# 20 inch LED monitor, which one is the best?



## RiGOD (Apr 14, 2012)

So when it comes to *Gaming, HD content playback* etc which of the following is the best?

Samsung B2030 (LCD) - 6200
Samsung S20A300N - 6675
LG E2060T - 6500
BenQ GL2030 - 6200
Dell IN2030M - 6100

So looking at the tech specs and from personal experience which do you think is the best? If there's any other better brand/model kindly specify.


----------



## desiJATT (Apr 14, 2012)

Well, none of the monitors you specified above support Full HD resolution. I think you should better buy an HD monitor by adding just 1-1.5K to your budget.

Consider this one BenQ G2222HDL - 21.5in Monitor review - Monitor - Trusted Reviews


----------



## thetechfreak (Apr 14, 2012)

If you can get the G222hdl but out of ones mentioned, the IN2020M would be one to get


----------



## RiGOD (Apr 14, 2012)

20 inch is a personal choice friends. So I'd like to know the best one in that regard.


----------



## saswat23 (Apr 14, 2012)

IMO Samsung S20A300N is a better choice.


----------



## RiGOD (Apr 15, 2012)

^^It doesn't have a DVI port I guess.


----------



## kg11sgbg (Apr 15, 2012)

RiGOD said:


> 20 inch is a personal choice friends. So I'd like to know the best one in that regard.

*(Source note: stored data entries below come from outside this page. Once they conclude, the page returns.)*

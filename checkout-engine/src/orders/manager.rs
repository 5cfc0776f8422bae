//! Single-order lifecycle manager
//!
//! Owns individual orders and drives their status state machine:
//! `pending → paid → processing → shipped → delivered`, with `cancelled`
//! reachable from any pre-shipment state. Transitions validate fully, then
//! apply; a rejected transition leaves the order untouched. Orders are
//! never physically deleted.
//!
//! Each order lives behind its own `RwLock`, so concurrent transitions on
//! one order serialize while different orders proceed independently.
//! Display reads clone a snapshot under the read lock.

use std::sync::Arc;

use chrono::{NaiveDate, Utc};
use dashmap::DashMap;
use parking_lot::RwLock;

use crate::config::EngineConfig;
use crate::error::{EngineError, EngineResult};
use crate::gateway::GatewayRegistry;
use crate::schedule;
use crate::summary::{DiscountPolicy, compute_summary};
use shared::models::{
    CartItem, DeliveryAddress, DeliveryOption, Order, OrderStatus, RecurringFrequency,
};

use super::recurrence;

/// Checkout submission input
#[derive(Debug, Clone)]
pub struct CheckoutInput {
    pub user_id: String,
    pub items: Vec<CartItem>,
    pub delivery_date: NaiveDate,
    pub time_slot: String,
    pub address: DeliveryAddress,
    pub delivery_option: DeliveryOption,
    /// Gateway type, matched against the registry
    pub payment_method: String,
    /// Checkout-specific discount; `None` falls back to the configured
    /// checkout policy
    pub discount_policy: Option<DiscountPolicy>,
    pub is_recurring: bool,
    pub recurring_frequency: Option<RecurringFrequency>,
    pub recurring_end_date: Option<NaiveDate>,
}

/// Outcome of the delivered transition
///
/// Carries the recurrence expansion as an explicit output so callers see
/// exactly what the transition produced.
#[derive(Debug, Clone)]
pub struct DeliveryOutcome {
    pub order: Order,
    pub next_occurrence: Option<Order>,
}

/// Single-order manager
pub struct OrderManager {
    orders: DashMap<String, Arc<RwLock<Order>>>,
    gateways: Arc<GatewayRegistry>,
    config: EngineConfig,
}

impl std::fmt::Debug for OrderManager {
    fn fmt(&self, f: &mut std::fmt::Formatter<'_>) -> std::fmt::Result {
        f.debug_struct("OrderManager")
            .field("orders", &self.orders.len())
            .finish()
    }
}

impl OrderManager {
    pub fn new(gateways: Arc<GatewayRegistry>, config: EngineConfig) -> Self {
        Self {
            orders: DashMap::new(),
            gateways,
            config,
        }
    }

    /// Submit a checkout
    ///
    /// Validates the gateway, builds the delivery schedule, computes the
    /// summary and creates a `pending` order. `today` is the business date
    /// used for schedule validation.
    pub fn checkout(&self, input: CheckoutInput, today: NaiveDate) -> EngineResult<Order> {
        // 1. Gateway must be known and available
        let gateway = self.gateways.select(&input.payment_method)?;

        // 2. Recurring orders need a frequency
        if input.is_recurring && input.recurring_frequency.is_none() {
            return Err(EngineError::InvalidInput(
                "recurring orders require a frequency".to_string(),
            ));
        }

        // 3. Build and validate the delivery schedule
        let mut delivery_schedule = schedule::build_schedule(
            input.items.clone(),
            input.delivery_date,
            input.time_slot,
            input.address,
            input.delivery_option,
            today,
        )?;

        // 4. Compute the order summary (single group)
        let policy = input
            .discount_policy
            .unwrap_or_else(|| self.config.checkout_discount.clone());
        let order_summary = compute_summary(
            std::slice::from_ref(&input.items),
            &delivery_schedule.delivery_option,
            &policy,
            self.config.tax_rate_percent,
            gateway.processing_fee,
        )?;

        // 5. Materialize the order
        let id = uuid::Uuid::new_v4().to_string();
        schedule::attach(&mut delivery_schedule, &id)?;
        let order = Order {
            id: id.clone(),
            user_id: input.user_id,
            items: input.items,
            delivery_schedules: vec![delivery_schedule],
            payment_method: gateway.gateway_type,
            order_summary,
            status: OrderStatus::Pending,
            is_recurring: input.is_recurring,
            recurring_frequency: input.recurring_frequency,
            recurring_end_date: input.recurring_end_date,
            created_at: Utc::now(),
        };
        tracing::info!(
            order_id = %id,
            user_id = %order.user_id,
            total = order.order_summary.total,
            "order created"
        );
        self.orders
            .insert(id, Arc::new(RwLock::new(order.clone())));
        Ok(order)
    }

    /// Register an externally materialized order (community consolidation,
    /// recurrence expansion)
    pub fn register(&self, order: Order) {
        self.orders
            .insert(order.id.clone(), Arc::new(RwLock::new(order)));
    }

    /// Display snapshot, cloned under the read lock
    pub fn get_order(&self, order_id: &str) -> Option<Order> {
        self.orders
            .get(order_id)
            .map(|entry| entry.value().read().clone())
    }

    fn entry(&self, order_id: &str) -> EngineResult<Arc<RwLock<Order>>> {
        self.orders
            .get(order_id)
            .map(|entry| entry.value().clone())
            .ok_or_else(|| EngineError::OrderNotFound(order_id.to_string()))
    }

    /// External payment confirmation: `pending → paid`
    ///
    /// The confirmation must name a known gateway type that matches the
    /// method the order was checked out with.
    pub fn confirm_payment(&self, order_id: &str, payment_method: &str) -> EngineResult<Order> {
        let entry = self.entry(order_id)?;
        let mut order = entry.write();
        if order.status != OrderStatus::Pending {
            return Err(EngineError::InvalidOperation(format!(
                "cannot confirm payment in {:?} status",
                order.status
            )));
        }
        if self.gateways.lookup(payment_method).is_none() || order.payment_method != payment_method
        {
            return Err(EngineError::PaymentMismatch(payment_method.to_string()));
        }
        order.status = OrderStatus::Paid;
        tracing::info!(order_id, status = "paid", "payment confirmed");
        Ok(order.clone())
    }

    /// Fulfilment started: `paid → processing`
    pub fn begin_processing(&self, order_id: &str) -> EngineResult<Order> {
        let entry = self.entry(order_id)?;
        let mut order = entry.write();
        if order.status != OrderStatus::Paid {
            return Err(EngineError::InvalidOperation(format!(
                "cannot begin processing in {:?} status",
                order.status
            )));
        }
        order.status = OrderStatus::Processing;
        tracing::info!(order_id, status = "processing", "fulfilment started");
        Ok(order.clone())
    }

    /// Handed to delivery: `processing → shipped`
    ///
    /// Every schedule's address must be verified by the external
    /// verification service.
    pub fn mark_shipped(&self, order_id: &str) -> EngineResult<Order> {
        let entry = self.entry(order_id)?;
        let mut order = entry.write();
        if order.status != OrderStatus::Processing {
            return Err(EngineError::InvalidOperation(format!(
                "cannot ship in {:?} status",
                order.status
            )));
        }
        if !order
            .delivery_schedules
            .iter()
            .all(|schedule| schedule.address.is_verified)
        {
            return Err(EngineError::UnverifiedAddress);
        }
        order.status = OrderStatus::Shipped;
        tracing::info!(order_id, status = "shipped", "order shipped");
        Ok(order.clone())
    }

    /// Delivery confirmed: `shipped → delivered`
    ///
    /// Returns the recurrence expansion alongside the delivered order. The
    /// next occurrence, if any, is registered with the manager as a new
    /// `pending` order.
    pub fn mark_delivered(&self, order_id: &str) -> EngineResult<DeliveryOutcome> {
        let delivered = {
            let entry = self.entry(order_id)?;
            let mut order = entry.write();
            if order.status != OrderStatus::Shipped {
                return Err(EngineError::InvalidOperation(format!(
                    "cannot deliver in {:?} status",
                    order.status
                )));
            }
            order.status = OrderStatus::Delivered;
            tracing::info!(order_id, status = "delivered", "delivery confirmed");
            order.clone()
        };

        let next_occurrence = recurrence::next_occurrence(&delivered, Utc::now());
        if let Some(next) = &next_occurrence {
            tracing::info!(
                order_id = %next.id,
                parent_order_id = %delivered.id,
                "recurring order generated"
            );
            self.register(next.clone());
        }

        Ok(DeliveryOutcome {
            order: delivered,
            next_occurrence,
        })
    }

    /// Cancel an order: legal from `pending`, `paid` or `processing` only
    pub fn cancel(&self, order_id: &str) -> EngineResult<Order> {
        let entry = self.entry(order_id)?;
        let mut order = entry.write();
        if !order.status.can_cancel() {
            return Err(EngineError::IllegalCancellation(
                format!("{:?}", order.status).to_lowercase(),
            ));
        }
        order.status = OrderStatus::Cancelled;
        tracing::info!(order_id, status = "cancelled", "order cancelled");
        Ok(order.clone())
    }
}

My personal choice is BenQ and AOC for 20" Monitors,but you could have a look at this Philips.
I am using it now,though not too outlandish,it is no way crappy either and is much above average in performance and satisfaction(subjective opinion).


----------



## saswat23 (Apr 16, 2012)

RiGOD said:


> ^^It doesn't have a DVI port I guess.



Clarity is superb. And trust me you wont find any difference with a DVI port (especially at this budget).


----------



## RiGOD (Apr 16, 2012)

Thanks buddies. More suggestions are welcome


----------



## Ayuclack (Apr 16, 2012)

Go for Dell IN2030 , I am having a IN2020 and it performs great , never go for lg they are crap I have Two of them with bad display lines and dead pixel ...
If you can extend your budget then get FULL HD ONES


----------



## rouble (Apr 16, 2012)

Hey guys, I need a monitor too.I will buy it today only.
So tell me which one would be fine in the 20 inch range?
Most probably I would go with Dell but do tell me about the Samsung one.
It looks really nice.


----------



## Minion (Apr 17, 2012)

Samsung B2030 is a very good monitor it has both DVI and VGA connection has very good picture Quality currently using this monitor but it is not LED or full HD you can get this monitor for 5,300 for this price its a great monitor.


----------



## vamsi_krishna (Apr 17, 2012)

Acer S200HL


----------



## vkattunga (May 18, 2012)

Acer S200HL this is good and great with goodlooks...


----------